PROVIDED DATA
________________
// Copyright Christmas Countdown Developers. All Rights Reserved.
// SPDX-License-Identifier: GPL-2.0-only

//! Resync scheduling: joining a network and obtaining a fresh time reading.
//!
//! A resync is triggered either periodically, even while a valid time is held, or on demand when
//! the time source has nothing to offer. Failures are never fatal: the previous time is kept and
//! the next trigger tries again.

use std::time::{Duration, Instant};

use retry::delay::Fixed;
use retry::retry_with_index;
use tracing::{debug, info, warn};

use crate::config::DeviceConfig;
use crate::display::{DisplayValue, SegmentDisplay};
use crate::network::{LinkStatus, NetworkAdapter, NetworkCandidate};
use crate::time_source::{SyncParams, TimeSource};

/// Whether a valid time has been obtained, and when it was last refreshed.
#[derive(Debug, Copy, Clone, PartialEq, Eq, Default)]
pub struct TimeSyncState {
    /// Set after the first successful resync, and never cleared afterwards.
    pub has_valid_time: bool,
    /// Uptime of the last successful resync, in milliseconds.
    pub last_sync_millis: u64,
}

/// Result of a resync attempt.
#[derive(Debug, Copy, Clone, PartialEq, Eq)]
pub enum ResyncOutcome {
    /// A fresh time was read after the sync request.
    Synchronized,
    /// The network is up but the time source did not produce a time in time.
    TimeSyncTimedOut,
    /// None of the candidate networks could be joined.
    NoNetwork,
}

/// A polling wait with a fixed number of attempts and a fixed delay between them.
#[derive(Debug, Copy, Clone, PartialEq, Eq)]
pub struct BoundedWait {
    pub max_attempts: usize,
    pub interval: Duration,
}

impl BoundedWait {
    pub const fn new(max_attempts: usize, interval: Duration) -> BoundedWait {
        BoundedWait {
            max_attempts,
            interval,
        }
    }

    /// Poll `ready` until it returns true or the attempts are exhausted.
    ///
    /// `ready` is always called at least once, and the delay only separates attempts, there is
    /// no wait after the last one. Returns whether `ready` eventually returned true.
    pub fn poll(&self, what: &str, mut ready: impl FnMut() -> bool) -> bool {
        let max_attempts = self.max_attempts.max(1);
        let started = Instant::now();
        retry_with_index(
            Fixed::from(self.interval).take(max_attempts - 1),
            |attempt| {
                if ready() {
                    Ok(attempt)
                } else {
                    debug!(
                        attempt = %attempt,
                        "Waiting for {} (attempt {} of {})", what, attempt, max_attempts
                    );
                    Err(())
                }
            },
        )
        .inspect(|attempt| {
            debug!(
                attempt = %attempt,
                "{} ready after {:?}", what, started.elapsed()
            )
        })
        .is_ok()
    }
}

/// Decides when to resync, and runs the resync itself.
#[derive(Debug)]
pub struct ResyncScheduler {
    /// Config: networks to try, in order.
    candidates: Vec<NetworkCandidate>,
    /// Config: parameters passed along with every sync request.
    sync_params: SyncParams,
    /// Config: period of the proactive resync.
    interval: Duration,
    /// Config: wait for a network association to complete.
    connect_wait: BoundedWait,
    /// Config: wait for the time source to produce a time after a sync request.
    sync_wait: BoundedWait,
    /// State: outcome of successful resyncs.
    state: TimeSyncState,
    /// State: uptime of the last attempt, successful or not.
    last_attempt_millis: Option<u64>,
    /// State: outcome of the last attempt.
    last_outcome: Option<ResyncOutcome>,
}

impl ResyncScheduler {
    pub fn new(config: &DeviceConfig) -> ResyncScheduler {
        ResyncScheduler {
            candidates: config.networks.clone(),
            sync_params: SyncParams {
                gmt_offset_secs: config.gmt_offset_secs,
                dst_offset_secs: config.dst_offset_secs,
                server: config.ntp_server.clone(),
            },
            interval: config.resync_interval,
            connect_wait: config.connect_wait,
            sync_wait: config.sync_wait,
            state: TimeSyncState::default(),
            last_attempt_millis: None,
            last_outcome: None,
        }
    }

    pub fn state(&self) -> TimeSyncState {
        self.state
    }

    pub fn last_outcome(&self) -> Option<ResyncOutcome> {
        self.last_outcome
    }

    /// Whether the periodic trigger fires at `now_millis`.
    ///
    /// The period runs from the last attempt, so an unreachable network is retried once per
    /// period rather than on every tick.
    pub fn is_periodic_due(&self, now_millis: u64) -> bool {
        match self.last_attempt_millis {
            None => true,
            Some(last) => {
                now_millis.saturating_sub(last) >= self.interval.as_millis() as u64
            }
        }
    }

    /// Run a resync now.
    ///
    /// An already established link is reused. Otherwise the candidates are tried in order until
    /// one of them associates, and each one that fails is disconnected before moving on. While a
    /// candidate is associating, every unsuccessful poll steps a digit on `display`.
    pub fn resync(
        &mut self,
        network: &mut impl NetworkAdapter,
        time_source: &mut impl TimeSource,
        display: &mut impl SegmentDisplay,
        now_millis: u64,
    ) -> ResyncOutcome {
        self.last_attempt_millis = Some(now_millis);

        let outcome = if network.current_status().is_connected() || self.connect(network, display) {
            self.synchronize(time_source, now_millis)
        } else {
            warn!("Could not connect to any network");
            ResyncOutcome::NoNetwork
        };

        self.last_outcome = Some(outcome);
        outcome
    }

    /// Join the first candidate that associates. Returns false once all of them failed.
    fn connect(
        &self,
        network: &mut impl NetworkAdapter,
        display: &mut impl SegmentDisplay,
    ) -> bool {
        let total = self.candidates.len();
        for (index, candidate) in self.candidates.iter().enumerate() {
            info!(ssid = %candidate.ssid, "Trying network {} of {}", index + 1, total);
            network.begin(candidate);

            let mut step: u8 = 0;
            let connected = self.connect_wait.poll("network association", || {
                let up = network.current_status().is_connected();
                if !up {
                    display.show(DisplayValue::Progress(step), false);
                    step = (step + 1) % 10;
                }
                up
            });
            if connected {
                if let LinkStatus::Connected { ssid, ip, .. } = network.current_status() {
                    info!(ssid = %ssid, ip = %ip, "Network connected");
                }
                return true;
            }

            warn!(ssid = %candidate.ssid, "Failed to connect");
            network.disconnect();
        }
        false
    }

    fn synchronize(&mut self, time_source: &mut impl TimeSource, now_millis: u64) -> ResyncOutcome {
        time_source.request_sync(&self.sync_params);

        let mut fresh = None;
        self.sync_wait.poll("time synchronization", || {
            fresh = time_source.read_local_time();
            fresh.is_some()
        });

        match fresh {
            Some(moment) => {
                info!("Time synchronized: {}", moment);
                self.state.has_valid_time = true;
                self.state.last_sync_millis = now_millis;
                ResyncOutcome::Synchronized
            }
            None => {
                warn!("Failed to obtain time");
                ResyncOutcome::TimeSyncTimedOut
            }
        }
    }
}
________________
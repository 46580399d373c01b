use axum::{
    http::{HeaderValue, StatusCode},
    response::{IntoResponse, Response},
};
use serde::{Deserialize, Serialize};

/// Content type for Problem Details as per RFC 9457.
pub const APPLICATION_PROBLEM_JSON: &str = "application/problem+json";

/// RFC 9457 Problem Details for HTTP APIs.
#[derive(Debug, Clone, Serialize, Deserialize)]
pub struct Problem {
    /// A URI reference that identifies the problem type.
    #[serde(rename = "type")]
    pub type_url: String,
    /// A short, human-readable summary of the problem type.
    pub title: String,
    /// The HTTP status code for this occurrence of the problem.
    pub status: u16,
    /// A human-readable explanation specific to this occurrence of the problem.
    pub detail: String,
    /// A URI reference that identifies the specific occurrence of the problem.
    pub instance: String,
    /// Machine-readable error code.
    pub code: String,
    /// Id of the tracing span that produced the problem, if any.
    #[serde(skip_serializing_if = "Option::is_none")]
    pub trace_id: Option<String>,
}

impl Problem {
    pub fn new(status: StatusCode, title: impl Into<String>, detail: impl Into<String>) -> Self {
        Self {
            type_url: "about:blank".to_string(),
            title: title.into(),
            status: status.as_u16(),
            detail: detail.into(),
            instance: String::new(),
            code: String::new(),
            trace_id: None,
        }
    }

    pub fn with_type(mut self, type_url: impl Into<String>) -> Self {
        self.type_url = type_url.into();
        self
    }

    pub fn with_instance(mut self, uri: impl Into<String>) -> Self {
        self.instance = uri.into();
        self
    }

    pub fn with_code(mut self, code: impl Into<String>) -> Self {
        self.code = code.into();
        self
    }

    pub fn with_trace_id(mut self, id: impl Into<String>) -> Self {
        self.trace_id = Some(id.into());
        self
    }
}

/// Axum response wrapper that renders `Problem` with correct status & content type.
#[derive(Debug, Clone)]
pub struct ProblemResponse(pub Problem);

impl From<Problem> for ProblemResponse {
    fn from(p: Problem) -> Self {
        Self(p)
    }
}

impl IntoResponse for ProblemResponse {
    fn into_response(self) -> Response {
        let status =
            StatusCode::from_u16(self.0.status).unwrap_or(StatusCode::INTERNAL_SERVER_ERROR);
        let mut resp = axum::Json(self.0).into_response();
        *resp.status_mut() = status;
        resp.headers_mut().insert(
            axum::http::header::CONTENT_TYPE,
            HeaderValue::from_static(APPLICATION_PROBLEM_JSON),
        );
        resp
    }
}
________________
EXERCISE DETAILS
Looking at the records above, return exactly the lines from the line with "impl IntoResponse for" to the line with "let mut resp", both ends included.

EXERCISE RESPONSE
impl IntoResponse for ProblemResponse {
    fn into_response(self) -> Response {
        let status =
            StatusCode::from_u16(self.0.status).unwrap_or(StatusCode::INTERNAL_SERVER_ERROR);
        let mut resp = axum::Json(self.0).into_response();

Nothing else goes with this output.